Along with those rugs, Brown also crafted a successful home-based business – one that has provided both financial and personal rewards. She was on hand to share her story and offer words of advice to participants at a recent Home-Based Business Workshop sponsored by the University of Kentucky Cooperative Extension Service at Natural Bridge State Resort Park.

“You need to enjoy what you do,” Brown told the 38 workshop participants, some of whom already have a home-based business and others who are interested in starting one. But, she added, “Be dedicated. Be focused."

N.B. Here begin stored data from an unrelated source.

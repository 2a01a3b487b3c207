//! Rolling-horizon loop.
//!
//! ```text
//! carry₀ ─▶ build(0, carry₀) ─▶ solve ─▶ extract ─▶ carry₁ ─▶ build(1, carry₁) ─▶ …
//!                                  │
//!                                  └─ failure ─▶ Halted { interval, partial }
//! ```
//!
//! Intervals run strictly in order on the calling thread: each model needs
//! the previous interval's last-hour dispatch, state of charge and owed
//! balance. A failed solve ends the scenario; nothing is relaxed and retried.

use std::error::Error;

use pcm_core::{BusId, Case, DemandFlexibility, Diagnostics, Storage, Topology};
use pcm_ts::{IntervalWindow, ProfileAllocator, ProfileError, Profiles};

use crate::backends::SolverBackend;
use crate::config::ScenarioConfig;
use crate::error::SimulationError;
use crate::model::{IntervalModel, ModelBuilder};
use crate::results::{extract, IntervalResults, ScenarioResults};
use crate::state::CarryState;

/// Receives each interval's results as soon as it is solved.
pub trait IntervalSink {
    fn accept(
        &mut self,
        results: &IntervalResults,
        state: &CarryState,
    ) -> Result<(), Box<dyn Error + Send + Sync>>;
}

/// Sink that discards everything.
pub struct NullSink;

impl IntervalSink for NullSink {
    fn accept(
        &mut self,
        _results: &IntervalResults,
        _state: &CarryState,
    ) -> Result<(), Box<dyn Error + Send + Sync>> {
        Ok(())
    }
}

/// One scenario: a case, its profiles, optional resources, and the settings
/// that tile the horizon into intervals.
pub struct Simulation<'a> {
    case: &'a Case,
    topology: Topology,
    allocator: ProfileAllocator<'a>,
    config: ScenarioConfig,
    storage: Option<&'a Storage>,
    flexibility: Option<&'a DemandFlexibility>,
    diagnostics: Diagnostics,
}

impl<'a> Simulation<'a> {
    /// Check configuration and inputs; no model is built yet.
    ///
    /// Fails if the configuration is degenerate, the topology is malformed,
    /// a profile column is missing, or the horizon runs past the profiles.
    pub fn new(
        case: &'a Case,
        profiles: &'a Profiles,
        config: ScenarioConfig,
    ) -> Result<Self, SimulationError> {
        config.validate()?;
        let topology = Topology::build(case)?;
        let allocator = ProfileAllocator::new(case, profiles)?;

        let available = allocator.available_hours();
        if config.end_index() > available {
            return Err(ProfileError::WindowOutOfRange {
                table: "profile",
                start_index: config.start_index,
                length: config.interval_length * config.n_interval,
                available,
            }
            .into());
        }

        let mut diagnostics = case.diagnostics();
        diagnostics.merge(topology.diagnostics());
        diagnostics.log();

        Ok(Self {
            case,
            topology,
            allocator,
            config,
            storage: None,
            flexibility: None,
            diagnostics,
        })
    }

    /// Attach storage units; used only when `storage_enabled` is set.
    pub fn with_storage(mut self, storage: &'a Storage) -> Result<Self, SimulationError> {
        storage.validate(self.case)?;
        self.storage = Some(storage);
        Ok(self)
    }

    /// Attach demand flexibility; used only when both `flexibility_enabled`
    /// and the record's own `enabled` flag are set.
    pub fn with_flexibility(
        mut self,
        flexibility: &'a DemandFlexibility,
    ) -> Result<Self, SimulationError> {
        flexibility.validate(self.case)?;
        self.flexibility = Some(flexibility);
        Ok(self)
    }

    pub fn topology(&self) -> &Topology {
        &self.topology
    }

    pub fn config(&self) -> &ScenarioConfig {
        &self.config
    }

    pub fn diagnostics(&self) -> &Diagnostics {
        &self.diagnostics
    }

    fn active_storage(&self) -> Option<&'a Storage> {
        if !self.config.storage_enabled {
            return None;
        }
        self.storage.filter(|s| !s.is_empty())
    }

    fn active_flexibility(&self) -> Option<&'a DemandFlexibility> {
        if !self.config.flexibility_enabled {
            return None;
        }
        self.flexibility.filter(|f| f.enabled)
    }

    /// State before the first interval, from case and resource defaults.
    pub fn initial_state(&self) -> CarryState {
        CarryState {
            dispatch: self
                .config
                .initial_ramp
                .then(|| self.topology.gen_pg0().to_vec()),
            soc: self
                .active_storage()
                .map(Storage::initial_soc)
                .unwrap_or_default(),
            flex_balance: self
                .active_flexibility()
                .map(|f| f.initial_balances(self.case))
                .unwrap_or_default(),
        }
    }

    fn model_builder(&self) -> Result<ModelBuilder<'_>, SimulationError> {
        if self.config.storage_enabled && self.storage.is_none() {
            tracing::warn!("storage enabled but no storage units were supplied");
        }
        if self.config.flexibility_enabled && self.active_flexibility().is_none() {
            tracing::warn!("flexibility enabled but no enabled flexibility record was supplied");
        }

        let mut builder = ModelBuilder::new(&self.topology);
        if let Some(storage) = self.active_storage() {
            builder = builder.with_storage(storage)?;
        }
        if let Some(flex) = self.active_flexibility() {
            builder = builder.with_flexibility(flex)?;
        }
        if self.config.load_shed.enabled {
            builder = builder.with_load_shed(self.config.load_shed.penalty);
        }
        Ok(builder)
    }

    /// Run every interval from the default initial state.
    pub fn run(&self, backend: &dyn SolverBackend) -> Result<ScenarioResults, SimulationError> {
        self.run_with(backend, self.initial_state(), &mut NullSink)
    }

    /// Run every interval from `initial`, handing each result to `sink`.
    ///
    /// On a failed solve returns [`SimulationError::Halted`] holding the
    /// intervals completed so far.
    pub fn run_with(
        &self,
        backend: &dyn SolverBackend,
        initial: CarryState,
        sink: &mut dyn IntervalSink,
    ) -> Result<ScenarioResults, SimulationError> {
        let builder = self.model_builder()?;
        let storage_buses: Vec<BusId> = self
            .active_storage()
            .map(|s| s.units.iter().map(|u| u.bus).collect())
            .unwrap_or_default();
        let n_interval = self.config.n_interval;
        let mut results = ScenarioResults::new(&self.topology, storage_buses, initial.clone());
        let mut carry = initial;

        tracing::info!(
            backend = backend.id(),
            intervals = n_interval,
            interval_length = self.config.interval_length,
            start_index = self.config.start_index,
            "starting rolling-horizon run"
        );

        for i in 0..n_interval {
            let span = tracing::info_span!("interval", index = i);
            let _guard = span.enter();

            let window =
                IntervalWindow::nth(self.config.start_index, self.config.interval_length, i)?;
            let profiles = self.allocator.window(window)?;
            let IntervalModel { lp, layout } =
                builder.build(&profiles, &carry, i + 1 == n_interval)?;

            match backend.solve(lp, &self.config.solver) {
                Ok(assignment) => {
                    let (interval, next) =
                        extract(&layout, &assignment, i, self.topology.n_bus(), &carry);
                    tracing::info!(
                        first_hour = window.start_index,
                        last_hour = window.end_index(),
                        objective = interval.objective,
                        "interval solved"
                    );
                    sink.accept(&interval, &next)
                        .map_err(SimulationError::Sink)?;
                    results.append(&interval, &next);
                    carry = next;
                }
                Err(failure) => {
                    tracing::error!(%failure, "solve failed; halting scenario");
                    return Err(SimulationError::Halted {
                        interval: i,
                        last_completed: results.last_completed(),
                        failure,
                        partial: Box::new(results),
                    });
                }
            }
        }

        Ok(results)
    }
}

The two-day workshop, which was funded by the UK College of Agriculture Barnhart Fund for Excellence and co-sponsored by the Southern and Eastern Kentucky Tourism Development Association, was designed to provide information and resources to people who want to turn a hobby, special interest or skill into a home-based business.

“A lot of these individuals want to take their craft or their hobby to the next level, and that’s kind of the purpose of this workshop – to give them the tools they need if they want to start a business or if they want to expand what they are already doing to promote their program,” said Cheryl Case, Harrison County Extension agent for family and consumer sciences and chairperson of the workshop planning committee.

One of the highlights of the workshop, Case said, was hearing from people such as Brown who have found success in operating a home-based business. 

Ann Barker, who runs Ann Barker’s Candy Shop in her house in Winchester, also told the group that she started her business by homing in on something she enjoyed doing. Having always been a “fairly good cook,” she decided to make and sell candy.

“I had to think of something to do and be able to be at home and that I could totally control,” she said. 

As her business expanded, Barker said it provided “fringe benefits far more valuable than monetary ones.”

“There are a number of pros (to a home-based business),” she said. “It enabled me to be a stay-at-home mom … It enabled me to care for my elderly mother. It enabled me to be home and keep tabs on the family farm.”

Those are just the things that workshop participant Aimee Cox finds most appealing about a home-based business. She is interested in one day opening a teahouse but might first create tea baskets at home while her daughter is young. 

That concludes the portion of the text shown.